Das Land begann sich zu verändern. Viele ihrer Nachbarn und Verwandten wollten dies nicht wahrhaben, aber die drei Freundinnen waren lange genug auf der Welt, um die Zeichen der Zeit zu erkennen. Sie hatten schon einen großen Krieg erlebt. Damals, als sie viel jünger waren. „Lasst uns noch einmal ans Meer fahren“ schlug Magda den beiden anderen Frauen, die sie gefühlt schon ein ganzes Leben kannte, vor. Sie war die Älteste, aber nie zuvor hatte sie eine Unternehmung angestoßen. Bettina und Klara sahen sich einen Augenblick lang an. „Das ist eine sehr gute Idee“ erwiderte Bettina schließlich. Noch einmal verreisen.

Kampf um Gold

Nach 200 Jahren Krieg herrschte eine gähnende Leere in der Staatskasse. Frotho hatte den Thron seines Vaters übernommen und damit auch eine tiefe Schuld gegenüber dem Volk geerbt, das so viele Opfer hatte bringen müssen. Nun war es an ihm, zu leiden. Schon viele Männer hatten sich dem Drachen gestellt, um an den riesigen Schatz zu kommen. Sie alle scheiterten auf die tragischste Weise. Es wird seiner ganzen Kraft und allen Mutes erfordern, sich dieser Herausforderung zu stellen. Eine Wahl blieb ihm nicht. So schrecklich, bösartig und gemein diese Frau auch war, er musste sie heiraten. Der Drache besaß Unmengen Gold.

Der Himmel weint

Wenn es regnet, bewegt sich die Welt plötzlich schneller. Die Menschen gehen nicht, sie rennen. Zu ihren Autos, ins Haus oder einfach unter das nächste Dach. Hannah widersteht dem Drang, ins Trockene zu flüchten.
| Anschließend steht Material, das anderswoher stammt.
//! Dynafield CLI - lint record schemas, validate records and compile filters
//!
//! This is the main entry point for the `dynafield` binary.

mod cli;
mod config;
mod error;
mod handlers;
mod logging;
mod output;

use cli::{Cli, Commands};
use colored::control;
use config::Config;
use error::Result;
use logging::{timing::Timer, LoggingConfig};
use output::OutputWriter;
use std::process;
use tracing::instrument;
use tracing_appender::non_blocking::WorkerGuard;

#[tokio::main]
async fn main() {
    let cli = Cli::parse_args();

    let config = match Config::load(cli.config.as_deref()) {
        Ok(config) => config,
        Err(e) => {
            eprintln!("{}", error::format_error(&e, !cli.no_color));
            process::exit(e.exit_code());
        }
    };

    control::set_override(cli.use_color() && config.output.color);

    // Dropping the guard flushes the log file, so it lives until exit
    let guard = match init_logging(&cli, &config) {
        Ok(guard) => guard,
        Err(e) => {
            eprintln!("Failed to initialize logging: {}", e);
            None
        }
    };

    let result = run(cli, config).await;
    drop(guard);

    match result {
        Ok(()) => process::exit(0),
        Err(e) => {
            eprintln!("{}", error::format_error(&e, control::SHOULD_COLORIZE.should_colorize()));

            if e.should_show_help() {
                eprintln!("\nFor more information, try '--help'");
            }

            process::exit(e.exit_code());
        }
    }
}

/// Main application logic
#[instrument(skip_all, fields(command = ?cli.command))]
async fn run(cli: Cli, config: Config) -> Result<()> {
    let timer = Timer::new("cli_execution");

    let format = cli.output.unwrap_or(config.output.format);
    let use_color = cli.use_color() && config.output.color;
    let mut output = OutputWriter::new(format, use_color, cli.quiet, cli.verbosity_level());

    tracing::info!(
        ?format,
        verbosity = cli.verbosity_level(),
        "Executing command"
    );

    let result = match cli.command {
        Commands::Check(args) => handlers::handle_check(args, &config, &mut output).await,
        Commands::Validate(args) => handlers::handle_validate(args, &config, &mut output).await,
        Commands::Sdl(args) => handlers::handle_sdl(args, &config, &mut output).await,
        Commands::JsonSchema(args) => handlers::handle_json_schema(args, &config, &mut output).await,
        Commands::Infer(args) => handlers::handle_infer(args, &config, &mut output).await,
        Commands::Filter(args) => handlers::handle_filter(args, &config, &mut output).await,
        Commands::Config(args) => handlers::handle_config(args, &config, &mut output).await,
    };

    if result.is_ok() {
        timer.finish();
    }
    result
}

/// Initialize the logging system from flags, config file and environment
fn init_logging(cli: &Cli, config: &Config) -> Result<Option<WorkerGuard>> {
    let mut logging_config = LoggingConfig::resolve(cli.verbosity_level(), &config.logging);

    // Quiet mode keeps errors only, and only in the log file if there is one
    if cli.quiet {
        logging_config.level = "error".to_string();
        logging_config.console = logging_config.file.is_none();
    }

    logging::init_logging(&logging_config)
}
Während alles um sie herum in Bewegung ist, setzt sie kaum einen Fuß vor den anderen. Die Regentropfen prasseln auf ihren Schulranzen und bedecken jeden Zentimeter ihrer Jacke. Sie denkt an das Foto. Ihre Mutter hat es ausgesucht, es soll vergrößert werden, um aufgestellt zu werden. Neben den Sarg. Mehr war von ihrer Oma nicht geblieben. Ein Foto. Seit ihre Oma gestorben ist, regnet es unaufhörlich.